Recruiting Within the Boundaries of Equal Opportunity Employment Law
© Minerva Studio / Fotolia

Finding that perfect candidate in an endless sea of applications can be difficult. The majority of recruiters already have an ideal person in mind when seeking out applicants. Of course, a physician recruiter or healthcare human resources professional needs to base his or her decisions on the candidates’ qualifications and experience rather than age, gender, or ethnicity. However, there is a very thin line between having a mental image of who is a perfect fit for the job and outright discrimination. It is crucial that healthcare recruiters understand how personal bias (or the employer’s bias) can lead to some dangerous hiring techniques that could leave them not only open to litigation, but also pass over heaps of well-qualified applicants.

General Hiring Rules

The federal rules to prevent hiring discrimination are known as the Federal Equal Employment Opportunity (EEO) Laws in which the U.S. Equal Employment Opportunity Commission (EEOC) enforces and provides regulation oversight. The federal EEO rules prohibit employment discrimination (including hiring) based on race, color, religion, sex, or national origin. Every recruiter is (or should be) very familiar with these federal laws. However, there are certain ambiances that can accompany these regulations that can lead to dangerous territory.

Advertising a Job Opening

When you are looking for candidates, you must remain fair, equal, and open. Of course your search will focus on finding qualified candidates, but it cannot favor one race, gender, ethnicity, or religion. For example, if you are looking for a physician assistant, you cannot only advertise the job opening at a men’s social club. An OBGYN office cannot only accept applications from female candidates. You must give all genders, races, and ethnicities the opportunity to apply. Many recruiters open an invitation for a general pool of applicants in addition to seeking out specific qualified candidates that fit the criteria an employer is looking for. This is one of the best ways that you can seek specific candidates as well as provide opportunities for a diverse range of applicants. Posting an online invitation to apply is a great way to show that you are open to a wide range of candidates.

Choosing a Candidate

When you are sifting through the many resumes you receive, you must look at each of them objectively. In recent studies, many physicians feel they were impacted by hiring discrimination due to age, gender, or because they attended a foreign medical school. Be cautious when approaching resumes to judge each with a logical eye. It is important not to discount an applicant due to factors that may be interpreted as discriminatory. For example, saying an applicant has “too much experience” can lead to an insinuation of age discrimination. Preferring physicians who are “local” can be interpreted as blatant discrimination against foreigners. As a recruiter, you need to be hyper aware not only about your own interpretation of an applicant’s characteristics, but also how your conclusions about them could be interpreted by others. This awareness and sensitivity is what will help you avoid discrimination, and by default, future litigation.

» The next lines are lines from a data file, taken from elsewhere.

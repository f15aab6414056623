//! Login, logout, status and link commands

use colored::Colorize;
use prettytable::{format, row, Table};

use super::{today, CommandContext};
use crate::auth::SessionStatus;
use crate::error::Result;
use crate::session::SessionConfig;

/// Sign in and record the identity keys
pub async fn login(ctx: &CommandContext, email: &str, password: &str) -> Result<()> {
    let group = ctx.auth_service()?.login(email, password, today()).await?;
    println!(
        "{}",
        format!("Logged in as {} ({})", email.trim(), group).green()
    );
    Ok(())
}

/// Sign out
pub fn logout(ctx: &CommandContext) -> Result<()> {
    ctx.require_session()?;
    ctx.auth_service()?.logout()?;
    println!("{}", "Logged out".green());
    Ok(())
}

/// Show the login and debug-mode status
pub fn status(ctx: &CommandContext) -> Result<()> {
    match ctx.auth_service()?.check(today())? {
        SessionStatus::Missing => println!("{}", "Not logged in".yellow()),
        SessionStatus::Expired => println!("{}", "Session expired, please log in again".yellow()),
        SessionStatus::Valid { user_id, group } => {
            println!("Logged in as {} ({})", user_id.cyan(), group);
        }
    }

    let session = SessionConfig::init(
        ctx.config.debug.always,
        ctx.debug_signal,
        ctx.stores.session.clone(),
    )?;
    let mode = if session.is_always_debug() {
        "always on".to_string()
    } else if session.is_debug_mode() {
        "on".to_string()
    } else {
        "off".to_string()
    };
    println!("Debug mode: {}", mode);
    Ok(())
}

/// Print the links offered to the user's group
pub async fn links(ctx: &CommandContext) -> Result<()> {
    let (_, group) = ctx.require_session()?;
    let links = ctx.auth_service()?.external_links(&group).await?;

    if links.is_empty() {
        println!("{}", "No links available.".yellow());
        return Ok(());
    }

    let mut table = Table::new();
    table.set_format(*format::consts::FORMAT_BORDERS_ONLY);
    table.add_row(row!["Name".bold(), "URL".bold()]);
    for link in links {
        table.add_row(row![link.name, link.url.cyan()]);
    }
    table.printstd();
    Ok(())
}
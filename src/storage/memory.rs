use std::collections::HashMap;
use std::sync::RwLock;

use super::{KeyValueStore, StorageKey};
use crate::error::Result;

/// In-process store that lives as long as the value
///
/// Used for tests and for embedding the core where the host already owns
/// durability.
#[derive(Debug, Default)]
pub struct MemoryStore {
    entries: RwLock<HashMap<StorageKey, String>>,
}

impl MemoryStore {
    /// Create an empty store
    pub fn new() -> Self {
        Self::default()
    }

    /// Number of keys currently held
    pub fn len(&self) -> usize {
        self.entries.read().map(|e| e.len()).unwrap_or_default()
    }

    /// Returns `true` when no key is held
    pub fn is_empty(&self) -> bool {
        self.len() == 0
    }
}

impl KeyValueStore for MemoryStore {
    fn get(&self, key: StorageKey) -> Result<Option<String>> {
        let entries = self.entries.read().unwrap_or_else(|p| p.into_inner());
        Ok(entries.get(&key).cloned())
    }

    fn set(&self, key: StorageKey, value: &str) -> Result<()> {
        let mut entries = self.entries.write().unwrap_or_else(|p| p.into_inner());
        entries.insert(key, value.to_string());
        Ok(())
    }

    fn remove(&self, key: StorageKey) -> Result<()> {
        let mut entries = self.entries.write().unwrap_or_else(|p| p.into_inner());
        entries.remove(&key);
        Ok(())
    }

    fn clear(&self) -> Result<()> {
        let mut entries = self.entries.write().unwrap_or_else(|p| p.into_inner());
        entries.clear();
        Ok(())
    }
}

#[cfg(test)]
mod tests {
    use super::*;

    #[test]
    fn test_set_get_remove() {
        let store = MemoryStore::new();
        assert!(store.get(StorageKey::UserId).unwrap().is_none());

        store.set(StorageKey::UserId, "a@b.c").unwrap();
        assert_eq!(
            store.get(StorageKey::UserId).unwrap().as_deref(),
            Some("a@b.c")
        );

        store.remove(StorageKey::UserId).unwrap();
        assert!(store.get(StorageKey::UserId).unwrap().is_none());
        // Removing again is fine
        store.remove(StorageKey::UserId).unwrap();
    }

    #[test]
    fn test_clear_empties_store() {
        let store = MemoryStore::new();
        store.set(StorageKey::UserGroup, "teamX").unwrap();
        store.set(StorageKey::LoginDate, "2026-01-01").unwrap();
        assert_eq!(store.len(), 2);

        store.clear().unwrap();
        assert!(store.is_empty());
    }
}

The Social Media Danger Zone

More and more recruiters are turning to social media as a method of scoping out potential candidates. While sites like LinkedIn can be a great resource to find qualified candidates, it also displays a photo and other personal information, which can be used to identify age, race, ethnicity, or religion. This information cannot be used for the hiring process but sometimes is inadvertently used as part of the deciding factor anyway. The EEOC has updated its regulations to account for this issue by prohibiting any acquisition of “genetic information” through social media that could be used for hiring practices. So how can an employer or recruiter use social media without risking discrimination? Here is how:

  • Hire a recruiter to screen applicants through social media sites.
  • Instruct the recruiter to scrub all personal information, leaving only pertinent experience and other qualifications.
  • Have a separate team make hiring decisions based on the scrubbed information.
  • Have this process documented and integrated into the hiring SOP for your recruitment or hiring office.

While hiring a third party recruiter isn’t mandatory, it is a great way to set up proven safeguards that you can cite if you are accused of discriminatory hiring. It is important that employers create their own unique methods to avoid prohibited and discriminatory hiring practices. This practice will help to protect your hospital or business from costly litigation and also continues to promote fair and equal hiring in the medical field.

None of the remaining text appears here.